Hacker News new | ask | show | jobs
by rfurmani 5423 days ago
bzzt wrong.

>>> re.findall('(a|aa|aaa|ab)', 'aaab') ['a', 'a', 'a']

The correct answer would be ['aa', 'ab'] but unfortunately findall works greedily and so will not find the optimal solution. It is possible to specify it as a regex, but common implementations might take too much time to come up with the good solution.

4 comments

The mistake arises from the different semantics of findall versus what I initially wanted to do. I initially tried "^(dict|here)+$", which should return all the subwords, but doesn't (it only returns the last one).

I'm missing something, clearly, but my initial idea was a state machine that contained all the words (sorted by length, perhaps, but that's not necessary if we don't care about the solution with the "most words") and linked back to itself. It's essentially the same as the backtracking example, from a cursory glance.

Of course, findall is a dumb version that only finds disjoint substrings.

EDIT: It turns out that the group count in regexps is fixed, so it's not possible to return all matches of a single group, even if it's repeated. All my solution above does is show you whether there's a match or not, but not what it is (unless it's the single word).

Interestingly, the article explicitly states that our dictionary supports only the exact string lookup command, dict.contains(string).
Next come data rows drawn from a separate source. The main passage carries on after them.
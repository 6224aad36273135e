use chrono::{DateTime, NaiveDate, NaiveDateTime, Utc};
use tessel_core::Value;

use crate::error::{DeserError, DeserErrorKind, Result};
use crate::lexer::{Scalar, Span, TokenKind};
use crate::reader::JsonReader;
use crate::Features;

/// Patterns tried after RFC 3339, in order.
const DATE_TIME_FORMATS: &[&str] = &[
    "%Y-%m-%d %H:%M:%S",
    "%Y-%m-%dT%H:%M:%S%.f",
    "%Y/%m/%d %H:%M:%S",
];

/// Points in time: epoch milliseconds or date strings.
#[derive(Debug, Clone, Copy)]
pub struct DateDeserializer<'t> {
    format: Option<&'t str>,
}

impl<'t> DateDeserializer<'t> {
    /// Deserializer trying `format` (chrono `strftime` syntax) before the
    /// built-in patterns.
    pub fn new(format: Option<&'t str>) -> Self {
        Self { format }
    }

    pub(crate) fn deserialize(&self, reader: &mut JsonReader<'_>) -> Result<Value> {
        let features = reader.config.features();
        let lexer = &mut reader.lexer;
        let span = lexer.span();
        let scalar = match lexer.token() {
            TokenKind::Null => Scalar::Null,
            TokenKind::Int => Scalar::Int(lexer.int_value()?),
            TokenKind::Str => Scalar::Str(lexer.take_string()),
            _ => return Err(lexer.mismatch("a date")),
        };
        lexer.next_token()?;
        self.from_scalar(scalar, features, span)
    }

    pub(crate) fn from_scalar(
        &self,
        scalar: Scalar,
        features: Features,
        span: Span,
    ) -> Result<Value> {
        let parsed = match &scalar {
            Scalar::Null => return Ok(Value::Null),
            Scalar::Str(text) if text.is_empty() => return Ok(Value::Null),
            Scalar::Int(millis) => DateTime::from_timestamp_millis(*millis),
            Scalar::Str(text) => self.parse(text),
            _ => None,
        };
        match parsed {
            Some(date) => Ok(Value::Date(date)),
            None if features.contains(Features::STRICT_DATES) => Err(DeserError::new(
                DeserErrorKind::InvalidValue {
                    message: format!("{} is not a recognized date", scalar.describe()),
                },
                span,
            )),
            None => {
                debug!("unparseable date {}, using null", scalar.describe());
                Ok(Value::Null)
            }
        }
    }

    fn parse(&self, text: &str) -> Option<DateTime<Utc>> {
        let text = text.trim();
        if let Some(format) = self.format
            && let Some(date) = with_format(text, format)
        {
            return Some(date);
        }
        if let Ok(date) = DateTime::parse_from_rfc3339(text) {
            return Some(date.with_timezone(&Utc));
        }
        if let Some(date) = DATE_TIME_FORMATS
            .iter()
            .find_map(|format| NaiveDateTime::parse_from_str(text, format).ok())
        {
            return Some(date.and_utc());
        }
        if let Ok(day) = NaiveDate::parse_from_str(text, "%Y-%m-%d") {
            return day.and_hms_opt(0, 0, 0).map(|date| date.and_utc());
        }
        if let Some(millis) = text
            .strip_prefix("/Date(")
            .and_then(|rest| rest.strip_suffix(")/"))
        {
            return epoch_millis(millis);
        }
        epoch_millis(text)
    }
}

fn with_format(text: &str, format: &str) -> Option<DateTime<Utc>> {
    if let Ok(date) = DateTime::parse_from_str(text, format) {
        return Some(date.with_timezone(&Utc));
    }
    if let Ok(date) = NaiveDateTime::parse_from_str(text, format) {
        return Some(date.and_utc());
    }
    NaiveDate::parse_from_str(text, format)
        .ok()?
        .and_hms_opt(0, 0, 0)
        .map(|date| date.and_utc())
}

/// `1700000000000`, optionally followed by a `+0800`-style offset, which is
/// ignored since the number is already UTC.
fn epoch_millis(text: &str) -> Option<DateTime<Utc>> {
    let digits_end = text
        .char_indices()
        .find(|&(i, c)| !(c.is_ascii_digit() || (i == 0 && c == '-')))
        .map_or(text.len(), |(i, _)| i);
    let (digits, rest) = text.split_at(digits_end);
    let offset_ok = rest.is_empty()
        || (rest.len() == 5
            && rest.starts_with(['+', '-'])
            && rest[1..].bytes().all(|b| b.is_ascii_digit()));
    if digits.is_empty() || digits == "-" || !offset_ok {
        return None;
    }
    DateTime::from_timestamp_millis(digits.parse().ok()?)
}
Strictly speaking, the full content of the dictionary isn't available to us, and we can't create the regular expression.
From the problem definition:

Q: What if there are multiple valid segmentations? A: Just return any valid segmentation if there is one.

I think ['a', 'a', 'ab'] is also valid, isn't it? So ['aa', 'ab'] would be one of the correct answers.

(of course ['a', 'a', 'a'] it's not because the 'b' is not a valid word and it's not in the solutions)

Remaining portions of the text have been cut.